Supplied data –
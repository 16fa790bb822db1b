//! Where each (category, year) lives on the DOHA site.

use super::Category;

pub const ORIGIN: &str = "https://doha.ogc.osd.mil";

const DECISIONS: &str =
    "https://doha.ogc.osd.mil/Industrial-Security-Program/Industrial-Security-Clearance-Decisions";

/// First year with its own yearly listing.
pub const FIRST_YEARLY: i32 = 2019;
/// First year on the hearing archive listing; earlier years are the legacy section.
pub const FIRST_ARCHIVED: i32 = 2017;
/// Shard year that stands for "2016 and prior".
pub const LEGACY_YEAR: i32 = 2016;

#[derive(Debug, Clone, PartialEq, Eq)]
pub enum Section {
    /// One listing page.
    Single { url: String },
    /// A multi-page listing; `{page}` in the pattern is the 1-based page number.
    Paged { pattern: String, bound: u32 },
}

impl Section {
    pub fn page_url(&self, page: u32) -> String {
        match self {
            Section::Single { url } => url.clone(),
            Section::Paged { pattern, .. } => pattern.replace("{page}", &page.to_string()),
        }
    }
}

/// The shard year a requested year is filed under.
pub fn shard_year(category: Category, year: i32) -> i32 {
    match category {
        Category::Hearing if year <= LEGACY_YEAR => LEGACY_YEAR,
        Category::Appeal if year < FIRST_YEARLY => FIRST_YEARLY - 1,
        _ => year,
    }
}

pub fn section_for(category: Category, year: i32, legacy_bound: u32) -> Section {
    let url = match (category, year) {
        (Category::Hearing, 2024) => format!("{DECISIONS}/ISCR-Hearing-Decisions/2024-ISCR-Hearing/"),
        (Category::Hearing, y) if y >= FIRST_YEARLY => {
            format!("{DECISIONS}/ISCR-Hearing-Decisions/{y}-ISCR-Hearing-Decisions/")
        }
        (Category::Hearing, y) if y >= FIRST_ARCHIVED => format!(
            "{DECISIONS}/Archived-ISCR-Hearing-Decisions/{y}-ISCR-Hearing-Decisions/"
        ),
        (Category::Hearing, _) => {
            return Section::Paged {
                pattern: format!(
                    "{DECISIONS}/Archived-ISCR-Hearing-Decisions/ISCR-Hearing-Decisions-2016-and-Prior/?page={{page}}"
                ),
                bound: legacy_bound,
            }
        }
        (Category::Appeal, 2019) => format!("{DECISIONS}/ISCR-Appeal-Board-Decisions/2019-DOHA-Appeal-Board-Decisions/"),
        (Category::Appeal, 2020) => format!("{DECISIONS}/ISCR-Appeal-Board-Decisions/2020-DOHA-Appeal-Board-Decisions/"),
        (Category::Appeal, 2021) => format!("{DECISIONS}/ISCR-Appeal-Board-Decisions/2021-DOHA-Appeal-Board-Decisions/"),
        (Category::Appeal, 2022) => format!("{DECISIONS}/ISCR-Appeal-Board-Decisions/2022-ISCR-Appeal-Board-Decisions/"),
        (Category::Appeal, y) if y > 2022 => {
            format!("{DECISIONS}/ISCR-Appeal-Board-Decisions/{y}-ISCR-Appeal-Board-Decisions/")
        }
        (Category::Appeal, _) => {
            format!("{DECISIONS}/Archived-ISCR-Appeal-Board-Decisions/")
        }
    };
    Section::Single { url }
}

/// Document id for a `/FileId/{n}` link found in a (category, year) section.
pub fn file_id(category: Category, year: i32, n: &str) -> String {
    match category {
        Category::Hearing if year <= LEGACY_YEAR => format!("pre2016-{n}"),
        _ => format!("{year}-{n}"),
    }
}

/// Shard years to discover for `category` between `from` and `to` inclusive.
pub fn plan(category: Category, from: i32, to: i32) -> Vec<i32> {
    let mut years: Vec<i32> = (from..=to).map(|y| shard_year(category, y)).collect();
    years.sort_unstable();
    years.dedup();
    years
}

/// The default sweep: the legacy section through next year.
pub fn default_plan(category: Category, current_year: i32) -> Vec<i32> {
    plan(category, LEGACY_YEAR, current_year + 1)
}
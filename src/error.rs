use std::fmt;
use std::path::PathBuf;
use std::time::Duration;

use serde::{Deserialize, Serialize};
use thiserror::Error;

/// Error kind persisted on a failed checkpoint record.
#[derive(Debug, Clone, Copy, PartialEq, Eq, Hash, PartialOrd, Ord, Serialize, Deserialize)]
#[serde(rename_all = "kebab-case")]
pub enum FailureKind {
    Blocked,
    Timeout,
    Transport,
    ParseError,
    /// The worker handling the item panicked.
    WorkerPanic,
}

impl FailureKind {
    pub fn as_str(&self) -> &'static str {
        match self {
            FailureKind::Blocked => "blocked",
            FailureKind::Timeout => "timeout",
            FailureKind::Transport => "transport",
            FailureKind::ParseError => "parse-error",
            FailureKind::WorkerPanic => "worker-panic",
        }
    }
}

impl fmt::Display for FailureKind {
    fn fmt(&self, f: &mut fmt::Formatter<'_>) -> fmt::Result {
        f.write_str(self.as_str())
    }
}

// ── Fetch ──

#[derive(Debug, Clone, Error)]
pub enum FetchError {
    #[error("blocked fetching {url} (status {status:?})")]
    Blocked { url: String, status: Option<u16> },

    #[error("timed out after {}s fetching {url}", elapsed.as_secs_f64())]
    Timeout { url: String, elapsed: Duration },

    #[error("transport failure fetching {url}: {message}")]
    Transport { url: String, message: String },
}

impl FetchError {
    pub fn transport(url: &str, err: impl fmt::Display) -> Self {
        FetchError::Transport {
            url: url.to_string(),
            message: err.to_string(),
        }
    }

    pub fn kind(&self) -> FailureKind {
        match self {
            FetchError::Blocked { .. } => FailureKind::Blocked,
            FetchError::Timeout { .. } => FailureKind::Timeout,
            FetchError::Transport { .. } => FailureKind::Transport,
        }
    }
}

// ── Parse ──

#[derive(Debug, Clone, Error)]
pub enum ParseError {
    #[error("payload is empty")]
    Empty,

    #[error("pdf could not be decoded: {0}")]
    Pdf(String),

    #[error("no extractable text in {0} bytes")]
    NoText(usize),
}

// ── Integrity ──

/// Failures that make a step refuse to trust or publish what it read or wrote.
#[derive(Debug, Error)]
pub enum IntegrityError {
    #[error("checkpoint shard {path} is corrupt: {source}")]
    CorruptShard {
        path: PathBuf,
        #[source]
        source: serde_json::Error,
    },

    #[error("checkpoint pointer {path} is corrupt: {source}")]
    CorruptPointer {
        path: PathBuf,
        #[source]
        source: serde_json::Error,
    },

    #[error("checkpoint pointer names missing shard {0}")]
    MissingShard(PathBuf),

    #[error("export re-read {actual} rows, expected {expected}")]
    RowCountMismatch { expected: usize, actual: usize },

    #[error("export contains duplicate key {category}/{document_id}")]
    DuplicateKey {
        category: String,
        document_id: String,
    },

    #[error("export is missing {0} record(s)")]
    MissingKeys(usize),

    #[error("record store holds {actual} rows, expected {expected}")]
    StoreMismatch { expected: usize, actual: usize },
}
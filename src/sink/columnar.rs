//! Parquet shards of parsed cases, each kept under a byte ceiling.

use std::fs::File;
use std::path::{Path, PathBuf};
use std::sync::Arc;

use anyhow::{anyhow, Context, Result};
use arrow::array::{
    Array, ArrayRef, Int32Array, ListBuilder, StringArray, StringBuilder, TimestampMicrosecondArray,
};
use arrow::datatypes::{DataType, Field, Schema, SchemaRef, TimeUnit};
use arrow::record_batch::RecordBatch;
use parquet::arrow::arrow_reader::ParquetRecordBatchReaderBuilder;
use parquet::arrow::ArrowWriter;
use parquet::basic::Compression;
use parquet::file::properties::WriterProperties;
use tracing::{debug, warn};

use crate::catalog::{CaseKey, Category};
use crate::parser::ParsedCase;

/// Fraction of the ceiling the row estimate aims for.
const TARGET_FILL: f64 = 0.9;
const PROBE_FILE: &str = "probe.parquet";

pub fn schema() -> SchemaRef {
    Arc::new(Schema::new(vec![
        Field::new("document_id", DataType::Utf8, false),
        Field::new("category", DataType::Utf8, false),
        Field::new("outcome", DataType::Utf8, false),
        Field::new("inferred_year", DataType::Int32, false),
        Field::new("year_source", DataType::Utf8, false),
        Field::new("decision_date", DataType::Utf8, true),
        Field::new(
            "guidelines",
            DataType::List(Arc::new(Field::new("item", DataType::Utf8, true))),
            false,
        ),
        Field::new("details", DataType::Utf8, false),
        Field::new("summary", DataType::Utf8, false),
        Field::new("full_text", DataType::Utf8, false),
        Field::new("source_url", DataType::Utf8, false),
        Field::new(
            "parsed_at",
            DataType::Timestamp(TimeUnit::Microsecond, Some("UTC".into())),
            false,
        ),
    ]))
}

fn utf8<'c>(cases: &'c [ParsedCase], f: impl Fn(&'c ParsedCase) -> &'c str) -> ArrayRef {
    Arc::new(StringArray::from(cases.iter().map(f).collect::<Vec<_>>()))
}

pub fn to_batch(cases: &[ParsedCase]) -> Result<RecordBatch> {
    let mut guidelines = ListBuilder::new(StringBuilder::new());
    for case in cases {
        for code in &case.guidelines {
            guidelines.values().append_value(code.to_string());
        }
        guidelines.append(true);
    }

    let details = cases
        .iter()
        .map(|c| serde_json::to_string(&c.details))
        .collect::<Result<Vec<_>, _>>()?;

    let columns: Vec<ArrayRef> = vec![
        utf8(cases, |c| c.document_id.as_str()),
        utf8(cases, |c| c.category.as_str()),
        utf8(cases, |c| c.outcome.as_str()),
        Arc::new(Int32Array::from(
            cases.iter().map(|c| c.inferred_year).collect::<Vec<_>>(),
        )),
        utf8(cases, |c| c.year_source.as_str()),
        Arc::new(StringArray::from(
            cases.iter().map(|c| c.decision_date.as_deref()).collect::<Vec<_>>(),
        )),
        Arc::new(guidelines.finish()),
        Arc::new(StringArray::from(details)),
        utf8(cases, |c| c.summary.as_str()),
        utf8(cases, |c| c.full_text.as_str()),
        utf8(cases, |c| c.source_url.as_str()),
        Arc::new(
            TimestampMicrosecondArray::from(
                cases
                    .iter()
                    .map(|c| c.parsed_at.timestamp_micros())
                    .collect::<Vec<_>>(),
            )
            .with_timezone("UTC"),
        ),
    ];
    Ok(RecordBatch::try_new(schema(), columns)?)
}

/// Write one Parquet file and return its size on disk.
pub fn write_file(path: &Path, cases: &[ParsedCase]) -> Result<u64> {
    let batch = to_batch(cases)?;
    let file = File::create(path).with_context(|| format!("creating {}", path.display()))?;
    let props = WriterProperties::builder()
        .set_compression(Compression::SNAPPY)
        .build();
    let mut writer = ArrowWriter::try_new(file, batch.schema(), Some(props))?;
    writer.write(&batch)?;
    writer.close()?;
    Ok(std::fs::metadata(path)?.len())
}

/// `(category, document_id)` of every row, in file order.
pub fn read_keys(path: &Path) -> Result<Vec<CaseKey>> {
    let file = File::open(path).with_context(|| format!("opening {}", path.display()))?;
    let reader = ParquetRecordBatchReaderBuilder::try_new(file)?.build()?;
    let mut keys = Vec::new();
    for batch in reader {
        let batch = batch?;
        let categories = string_column(&batch, "category")?;
        let ids = string_column(&batch, "document_id")?;
        for row in 0..batch.num_rows() {
            let category: Category = categories.value(row).parse().map_err(anyhow::Error::msg)?;
            keys.push((category, ids.value(row).to_string()));
        }
    }
    Ok(keys)
}

fn string_column<'b>(batch: &'b RecordBatch, name: &str) -> Result<&'b StringArray> {
    batch
        .column_by_name(name)
        .and_then(|col| col.as_any().downcast_ref::<StringArray>())
        .ok_or_else(|| anyhow!("column {name} missing or not utf8"))
}

fn shard_name(index: usize) -> String {
    format!("cases-{index:04}.parquet")
}

/// Bytes per record observed on a probe file of the first `sample` cases.
pub fn estimate_bytes_per_record(dir: &Path, cases: &[ParsedCase], sample: usize) -> Result<f64> {
    let sample = &cases[..sample.max(1).min(cases.len())];
    if sample.is_empty() {
        return Ok(0.0);
    }
    let probe = dir.join(PROBE_FILE);
    let bytes = write_file(&probe, sample)?;
    std::fs::remove_file(&probe)?;
    Ok(bytes as f64 / sample.len() as f64)
}

/// Shard `cases` into `dir` so that no file exceeds `max_bytes`.
///
/// Rows per shard come from a probe estimate. Each shard is checked after
/// writing; one that landed over the ceiling is removed and its rows are
/// written again as two halves. A single record larger than the ceiling is
/// kept alone in its own shard.
pub fn write_shards(
    dir: &Path,
    cases: &[ParsedCase],
    max_bytes: u64,
    sample_rows: usize,
) -> Result<Vec<PathBuf>> {
    std::fs::create_dir_all(dir).with_context(|| format!("creating {}", dir.display()))?;
    if cases.is_empty() {
        let path = dir.join(shard_name(0));
        write_file(&path, cases)?;
        return Ok(vec![path]);
    }

    let per_record = estimate_bytes_per_record(dir, cases, sample_rows)?;
    let rows_per_shard = if per_record > 0.0 {
        ((max_bytes as f64 * TARGET_FILL) / per_record).floor().max(1.0) as usize
    } else {
        cases.len()
    };
    debug!(per_record, rows_per_shard, "columnar shard plan");

    let mut paths = Vec::new();
    for chunk in cases.chunks(rows_per_shard) {
        write_bounded(dir, chunk, max_bytes, &mut paths)?;
    }
    Ok(paths)
}

fn write_bounded(
    dir: &Path,
    cases: &[ParsedCase],
    max_bytes: u64,
    paths: &mut Vec<PathBuf>,
) -> Result<()> {
    let path = dir.join(shard_name(paths.len()));
    let size = write_file(&path, cases)?;
    if size <= max_bytes || cases.len() == 1 {
        if size > max_bytes {
            warn!(path = %path.display(), size, max_bytes, "single record exceeds shard ceiling");
        }
        paths.push(path);
        return Ok(());
    }
    debug!(path = %path.display(), size, rows = cases.len(), "shard over ceiling; splitting");
    std::fs::remove_file(&path)?;
    let (left, right) = cases.split_at(cases.len() / 2);
    write_bounded(dir, left, max_bytes, paths)?;
    write_bounded(dir, right, max_bytes, paths)
}

// ── Tests ──

#[cfg(test)]
mod tests {
    use super::*;
    use crate::sink::testing::cases;

    #[test]
    fn batch_matches_schema() {
        let batch = to_batch(&cases(4, 100)).unwrap();
        assert_eq!(batch.num_rows(), 4);
        assert_eq!(batch.schema(), schema());
        let guidelines = batch.column_by_name("guidelines").unwrap();
        assert_eq!(guidelines.len(), 4);
    }

    #[test]
    fn single_file_round_trips_keys() {
        let dir = tempfile::tempdir().unwrap();
        let input = cases(25, 200);
        let path = dir.path().join("one.parquet");
        write_file(&path, &input).unwrap();
        let keys = read_keys(&path).unwrap();
        assert_eq!(keys, input.iter().map(|c| c.key()).collect::<Vec<_>>());
    }

    #[test]
    fn shards_respect_ceiling() {
        let dir = tempfile::tempdir().unwrap();
        let input = cases(400, 2000);
        let max_bytes = 64 * 1024;
        let paths = write_shards(dir.path(), &input, max_bytes, 50).unwrap();
        assert!(paths.len() > 1);
        let mut total = 0;
        for path in &paths {
            assert!(std::fs::metadata(path).unwrap().len() <= max_bytes);
            total += read_keys(path).unwrap().len();
        }
        assert_eq!(total, 400);
        assert!(!dir.path().join(PROBE_FILE).exists());
    }

    #[test]
    fn empty_input_writes_one_empty_shard() {
        let dir = tempfile::tempdir().unwrap();
        let paths = write_shards(dir.path(), &[], 1024, 10).unwrap();
        assert_eq!(paths.len(), 1);
        assert!(read_keys(&paths[0]).unwrap().is_empty());
    }
}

Task requirements – From the data above, copy each line where the string "metadata" appears.

Task result –
    Ok(std::fs::metadata(path)?.len())
            assert!(std::fs::metadata(path).unwrap().len() <= max_bytes);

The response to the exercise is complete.